There's a lot of money being paid out and only so many days to make it back. It amazes me that buffoon Menino does this on St. Patrick's Day and also shuts the bars near the Garden after certain big games, again with thousands of potential customers passing by. He's basically saying his police department can't handle big events and that the city's mandatory alcohol server training doesn't work. Menino should stay out of it. If the bar owners decide to stay open, let them. Punish the few who break the rules, don't punish all.

See this is BS

because at all of the Mayors beloved Italian festivals in the N. End people drink openly in front of BPD. Bias Much!

Do the North End Italian

Do the North End Italian festivals have the same history of vomit- and urine-drenched drunken loutish hooliganism that the South Boston St Patrick festivities do? My admittedly limited first-hand experience suggests not.

Thats

racist

No

but they all have FAKE Italian accents. Never understood how someone born in Boston could have a foreign accent.

Walk over the bridge ...

We in the South End will welcome your open wallets with our open arms!

I think beers start at $2 at JJ Foley's? And, easy access to Rts. 1 and 93.

Yes, yes, come get your drink

Yes, yes, come get your drink on and then drunkenly drive home

Only One Year

Granted, I only checked out the parade one year, but if I remember, most of the crowd left shortly after the parade. Is rowdy drunkenness today really confined to just Southie? My sense is that it's not. If the mayor really wanted to control rowdy drunkenness today, shouldn't he extend the early closing across the city?

left?

No, I just came home now 7:15 and had to fight my way up the subway stairs at Broadway and down the sidewalk on West Broadway.. tons of 20 somethings leaving now. Still the condo porches are full of screaming females and shouting males. And yes, rowdy drunks across the city.

Its time to move Boston's

Its time to move Boston's parade out of South Boston becaue South Boston hasn't been an Irish neighborhood for 15 years now. They should move it to Boylston Street and maybe have it end at the Broadway T Stop in Southie (just to appease the simpletons).

West Roxbury

Probably the most Irish-American part of the city today!

It's time to learn Southie History

If you plan to stay.

The celebration is for the Evacuation of Boston, which took place because of the cannons stationed on Dorchester Heights.

If you knew of the events over the course of the celebration, you would know that in addition to a parade, there are also events on the Heights celebrating how Knox carried the cannons overland from New York to pin the British down, thus checkmating them in New England.

The parade has been a zoo for a lot longer than you've been there. I'd say 20 years, and I'd be off with that guess, too. Charlestown is also a zoo for the Bunker Hill Day celebrations. Should we move those to the Financial District?

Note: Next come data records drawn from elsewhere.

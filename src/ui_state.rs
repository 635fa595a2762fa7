use std::fmt;

use serde::{Deserialize, Serialize};

use crate::tracker::{NavError, SectionId, SectionTracker, Viewport};

/// Local storage key holding the reader's theme choice.
pub const THEME_STORAGE_KEY: &str = "theme";

/// Class toggled on the document element for tailwind's class-based dark mode.
pub const DARK_CLASS: &str = "dark";

#[derive(Debug, Clone, Copy, Default, PartialEq, Eq, Serialize, Deserialize)]
#[serde(rename_all = "lowercase")]
pub enum Theme {
    #[default]
    Dark,
    Light,
}

impl Theme {
    pub fn is_dark(self) -> bool {
        self == Theme::Dark
    }

    pub fn toggled(self) -> Self {
        match self {
            Theme::Dark => Theme::Light,
            Theme::Light => Theme::Dark,
        }
    }

    /// Page background and text colours.
    pub fn page_class(self) -> &'static str {
        match self {
            Theme::Dark => "bg-gray-900 text-white",
            Theme::Light => "bg-white text-gray-900",
        }
    }

    /// Navigation bar background once the page has scrolled.
    pub fn scrolled_nav_class(self) -> &'static str {
        match self {
            Theme::Dark => "bg-gray-900/80",
            Theme::Light => "bg-white/60 shadow-md",
        }
    }
}

impl fmt::Display for Theme {
    fn fmt(&self, f: &mut fmt::Formatter<'_>) -> fmt::Result {
        match self {
            Theme::Dark => f.write_str("dark"),
            Theme::Light => f.write_str("light"),
        }
    }
}

/// Open/closed state of the slide-in menu shown on small screens.
#[derive(Debug, Clone, Copy, Default, PartialEq, Eq)]
pub struct MenuState {
    open: bool,
}

impl MenuState {
    pub fn is_open(self) -> bool {
        self.open
    }

    pub fn open(&mut self) {
        self.open = true;
    }

    pub fn close(&mut self) {
        self.open = false;
    }

    /// Value for `document.body.style.overflow`; the page must not scroll under the menu.
    pub fn body_overflow(self) -> &'static str {
        if self.open {
            "hidden"
        } else {
            "unset"
        }
    }

    /// Jumps to a section from the menu. The menu closes even when the jump fails.
    pub fn navigate<V>(
        &mut self,
        tracker: &mut SectionTracker,
        section: SectionId,
        viewport: &V,
    ) -> Result<(), NavError>
    where
        V: Viewport + ?Sized,
    {
        let res = tracker.navigate_to(section, viewport);
        self.close();
        res
    }
}

#[cfg(test)]
mod tests {
    use super::*;

    struct OnlyHome;

    impl Viewport for OnlyHome {
        fn scroll_to_section(&self, section: SectionId) -> Result<(), NavError> {
            if section == SectionId::Home {
                Ok(())
            } else {
                Err(NavError::MissingTarget(section))
            }
        }
    }

    struct Everything;

    impl Viewport for Everything {
        fn scroll_to_section(&self, _section: SectionId) -> Result<(), NavError> {
            Ok(())
        }
    }

    #[test]
    fn test_theme_toggle() {
        let theme = Theme::default();
        assert!(theme.is_dark());
        assert_eq!(theme.toggled(), Theme::Light);
        assert_eq!(theme.toggled().toggled(), Theme::Dark);
    }

    #[test]
    fn test_theme_storage_value() {
        for theme in [Theme::Dark, Theme::Light] {
            let stored = serde_json::to_string(&theme).expect("theme should serialize");
            assert_eq!(stored, format!("\"{theme}\""));
            assert_eq!(serde_json::from_str::<Theme>(&stored).ok(), Some(theme));
        }
        assert!(serde_json::from_str::<Theme>("\"solarized\"").is_err());
        assert!(serde_json::from_str::<Theme>("\"Dark\"").is_err());
    }

    #[test]
    fn test_menu_navigate_closes_and_activates() {
        let mut menu = MenuState::default();
        let mut tracker = SectionTracker::new();
        menu.open();
        assert_eq!(menu.body_overflow(), "hidden");

        menu.navigate(&mut tracker, SectionId::Projects, &Everything)
            .expect("projects should be reachable");
        assert!(!menu.is_open());
        assert_eq!(menu.body_overflow(), "unset");
        assert_eq!(tracker.active(), SectionId::Projects);
    }

    #[test]
    fn test_menu_closes_on_missing_section() {
        let mut menu = MenuState::default();
        let mut tracker = SectionTracker::new();
        menu.open();
        let res = menu.navigate(&mut tracker, SectionId::Contact, &OnlyHome);
        assert!(res.is_err());
        assert!(!menu.is_open());
        assert_eq!(tracker.active(), SectionId::Home);
    }
}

I'm not from Southie, never lived in Southie, and will never live in Southie (no offense to Southie), but the parade is a Southie event. Perhaps you might want to think about moving instead.

Once I retire....

... I want to actually go to all the various Revolutionary War-related events here in Boston (and nearby). I think it is marvelous to celebrate these events (albeit getting stinking drunk seems not to be the most appropriate mode of celebrating these).